Town in the United States

Decker is a town in Johnson Township, Knox County, Indiana, United States. The population was 199 at the 2020 census. It was founded in 1869 by Isaac Decker. Decker is near the White River, and is well known for the watermelon and cantaloupe produced in the surrounding rural area.

==Geography==

According to the 2010 census, Decker has a total area of 0.18 sqmi, all land.

==Demographics==

Historical population
| Census | Pop. | Note | %± |
| 1930 | 468 |  | — |
| 1940 | 466 |  | −0.4% |
| 1950 | 386 |  | −17.2% |
| 1960 | 317 |  | −17.9% |
| 1970 | 268 |  | −15.5% |
| 1980 | 256 |  | −4.5% |
| 1990 | 281 |  | 9.8% |
| 2000 | 283 |  | 0.7% |
| 2010 | 249 |  | −12.0% |
| 2020 | 199 |  | −20.1% |
U.S. Decennial Census

===2010 census===
At the 2010 census, there were 249 people, 92 households and 68 families living in the town.
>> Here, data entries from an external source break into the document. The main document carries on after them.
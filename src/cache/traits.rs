//! Core types for the caching system.

use chrono::{DateTime, Utc};
use serde::de::DeserializeOwned;

use crate::error::ResolveError;

/// Opaque payload as deserialized from a remote response body.
pub type Payload = serde_json::Value;

/// A stored value together with its version tag.
#[derive(Debug, Clone, PartialEq)]
pub struct CacheEntry {
  pub key: String,
  pub value: Payload,
  /// Monotonically non-decreasing per key as seen by one client
  pub version: u64,
  /// When the value was written to the store
  pub fetched_at: DateTime<Utc>,
}

/// Indicates where resolved data came from.
#[derive(Debug, Clone, Copy, PartialEq, Eq)]
pub enum Source {
  /// Fresh data from the remote fetcher
  Remote,
  /// Data served from the local store
  Local,
  /// Nothing could be served
  None,
}

/// Outcome of a single resolution, including metadata about the source.
///
/// Failures never escape as `Err`; they are tagged in `error`.
#[derive(Debug, Clone)]
pub struct ResolutionResult {
  pub value: Option<Payload>,
  pub source: Source,
  pub error: Option<ResolveError>,
  /// Served from the store after a remote failure
  pub stale: bool,
  /// False when a fetched value could not be written back
  pub persisted: bool,
  /// Version of the served local entry, or the version written for a remote value
  pub version: Option<u64>,
}

impl ResolutionResult {
  /// Fresh remote data. `version` is the version written to the store, if any.
  pub fn remote(value: Payload, version: Option<u64>, persisted: bool) -> Self {
    Self {
      value: Some(value),
      source: Source::Remote,
      error: None,
      stale: false,
      persisted,
      version,
    }
  }

  /// Data served from the store.
  pub fn local(entry: CacheEntry, stale: bool) -> Self {
    Self {
      value: Some(entry.value),
      source: Source::Local,
      error: None,
      stale,
      persisted: true,
      version: Some(entry.version),
    }
  }

  /// No data; the reason is carried in `error`.
  pub fn failed(error: ResolveError) -> Self {
    Self {
      value: None,
      source: Source::None,
      error: Some(error),
      stale: false,
      persisted: false,
      version: None,
    }
  }

  pub fn is_ok(&self) -> bool {
    self.error.is_none()
  }

  /// Decode the payload into a concrete type.
  pub fn decode<T: DeserializeOwned>(&self) -> Option<serde_json::Result<T>> {
    self
      .value
      .as_ref()
      .map(|v| serde_json::from_value(v.clone()))
  }
}
//! `products/create` and `products/update` payloads.

use chrono::{DateTime, Utc};
use rust_decimal::Decimal;
use serde::{Deserialize, Serialize};

use super::null_as_default;
use crate::types::{ImageId, ProductId, VariantId, lenient_decimal};

/// A product as delivered by the product webhook.
#[derive(Debug, Clone, PartialEq, Default, Serialize, Deserialize)]
#[serde(default)]
pub struct ProductPayload {
    #[serde(deserialize_with = "null_as_default")]
    pub id: ProductId,
    #[serde(deserialize_with = "null_as_default")]
    pub title: String,
    /// Description as HTML.
    #[serde(deserialize_with = "null_as_default")]
    pub body_html: String,
    #[serde(deserialize_with = "null_as_default")]
    pub vendor: String,
    /// Merchant-defined category label.
    #[serde(deserialize_with = "null_as_default")]
    pub product_type: String,
    /// URL-safe slug.
    #[serde(deserialize_with = "null_as_default")]
    pub handle: String,
    /// Comma-separated tag string, stored as-is.
    #[serde(deserialize_with = "null_as_default")]
    pub tags: String,
    /// Missing or `null` stays `None` and is stored as SQL `NULL`, not as a
    /// zero instant.
    pub created_at: Option<DateTime<Utc>>,
    pub updated_at: Option<DateTime<Utc>>,
    /// `None` for unpublished products.
    pub published_at: Option<DateTime<Utc>>,
    #[serde(deserialize_with = "null_as_default")]
    pub variants: Vec<VariantPayload>,
    #[serde(deserialize_with = "null_as_default")]
    pub images: Vec<ImagePayload>,
}

impl ProductPayload {
    /// Number of child rows (variants and images) carried by the payload.
    #[must_use]
    pub fn child_count(&self) -> usize {
        self.variants.len() + self.images.len()
    }
}

/// A product variant embedded in a product payload.
#[derive(Debug, Clone, PartialEq, Default, Serialize, Deserialize)]
#[serde(default)]
pub struct VariantPayload {
    #[serde(deserialize_with = "null_as_default")]
    pub id: VariantId,
    #[serde(deserialize_with = "null_as_default")]
    pub product_id: ProductId,
    #[serde(deserialize_with = "null_as_default")]
    pub title: String,
    /// Price as text, e.g. `"19.99"`. See [`Self::price_amount`].
    #[serde(deserialize_with = "null_as_default")]
    pub price: String,
    #[serde(deserialize_with = "null_as_default")]
    pub sku: String,
    #[serde(deserialize_with = "null_as_default")]
    pub position: i32,
    /// `deny` or `continue`.
    #[serde(deserialize_with = "null_as_default")]
    pub inventory_policy: String,
    /// Compare-at price as text; usually `null` when no sale is running.
    #[serde(deserialize_with = "null_as_default")]
    pub compare_at_price: String,
    #[serde(deserialize_with = "null_as_default")]
    pub taxable: bool,
    #[serde(deserialize_with = "null_as_default")]
    pub barcode: String,
    #[serde(deserialize_with = "null_as_default")]
    pub weight: f64,
    #[serde(deserialize_with = "null_as_default")]
    pub weight_unit: String,
    #[serde(deserialize_with = "null_as_default")]
    pub inventory_quantity: i32,
    #[serde(deserialize_with = "null_as_default")]
    pub requires_shipping: bool,
    /// Missing or `null` stays `None` and is stored as SQL `NULL`, not as a
    /// zero instant.
    pub created_at: Option<DateTime<Utc>>,
    pub updated_at: Option<DateTime<Utc>>,
}

impl VariantPayload {
    /// Price as a decimal; zero if the text is not a number.
    #[must_use]
    pub fn price_amount(&self) -> Decimal {
        lenient_decimal(&self.price)
    }

    /// Compare-at price as a decimal; zero if unset or not a number.
    #[must_use]
    pub fn compare_at_price_amount(&self) -> Decimal {
        lenient_decimal(&self.compare_at_price)
    }
}

/// A product image embedded in a product payload.
#[derive(Debug, Clone, PartialEq, Eq, Default, Serialize, Deserialize)]
#[serde(default)]
pub struct ImagePayload {
    #[serde(deserialize_with = "null_as_default")]
    pub id: ImageId,
    #[serde(deserialize_with = "null_as_default")]
    pub product_id: ProductId,
    #[serde(deserialize_with = "null_as_default")]
    pub position: i32,
    #[serde(deserialize_with = "null_as_default")]
    pub src: String,
    #[serde(deserialize_with = "null_as_default")]
    pub alt: String,
    #[serde(deserialize_with = "null_as_default")]
    pub width: i32,
    #[serde(deserialize_with = "null_as_default")]
    pub height: i32,
    /// Variants this image is shown for.
    #[serde(deserialize_with = "null_as_default")]
    pub variant_ids: Vec<VariantId>,
    /// Missing or `null` stays `None` and is stored as SQL `NULL`, not as a
    /// zero instant.
    pub created_at: Option<DateTime<Utc>>,
    pub updated_at: Option<DateTime<Utc>>,
}

impl ImagePayload {
    /// Variant IDs as raw integers, for binding to a `BIGINT[]` column.
    #[must_use]
    pub fn variant_ids_i64(&self) -> Vec<i64> {
        self.variant_ids.iter().map(VariantId::as_i64).collect()
    }
}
The population density was 1383.3 /sqmi. There were 109 housing units at an average density of 605.6 /sqmi. The racial make-up of the town was 97.6% White, 1.2% African American, 0.8% Asian and 0.4% from two or more races.

There were 92 households, of which 33.7% had children under the age of 18 living with them, 63.0% were married couples living together, 8.7% had a female householder with no husband present, 2.2% had a male householder with no wife present and 26.1% were non-families. 20.7% of all households were made up of individuals and 8.7% had someone living alone who was 65 years of age or older. The average household size was 2.71 and the average family size was 3.16.

The median age was 39.3 years. 24.9% of residents were under the age of 18, 8.7% were between the ages of 18 and 24, 22.8% were from 25 to 44, 30.4% were from 45 to 64 and 12.9% were 65 years of age or older. The sex make-up of the town was 52.2% male and 47.8% female.

===2000 census===
At the 2000 census, there were 283 people, 107 households and 80 families living in the town. The population density was 1,081.0 /sqmi. There were 120 housing units at an average density of 458.4 /sqmi. The racial mak-eup of the town was 99.65% White and 0.35% from other races. Hispanic or Latino of any race were 0.35% of the population.

There were 107 households, of which 33.6% had children under the age of 18 living with them, 51.4% were married couples living together, 15.9% had a female householder with no husband present and 24.3% were non-families. 23.4% of all households were made up of individuals and 11.2% had someone living alone who was 65 years of age or older. The average household size was 2.64 and the average family size was 3.05.

28.6% of the population were under the age of 18, 10.2% from 18 to 24, 24.7% from 25 to 44, 21.6% from 45 to 64 and 14.8% were 65 years of age or older. The median age was 37 years. For every 100 females, there were 106.6 males. For every 100 females age 18 and over, there were 94.2 males.

The median household income was $24,821 and the median family income was $28,750. Males had a median income of $25,000 and females $15,714. The per capita income was $15,482. About 14.3% of families and 21.3% of the population were below the poverty line, including 26.7% of those under the age of eighteen and 20.6% of those 65 or over.

==Education==
The school at Decker provided all grades until 1967, when the middle and high school grades were consolidated into South Knox Middle/High School. The school continued to provide grades K-5 until 1999, when those grades were also consolidated. The school mascot was the "Aces", which originally referred to wartime airplane pilots, and later to the aces in playing cards. The old high school building was struck by lightning, and subsequently destroyed by fire on July 9, 2024.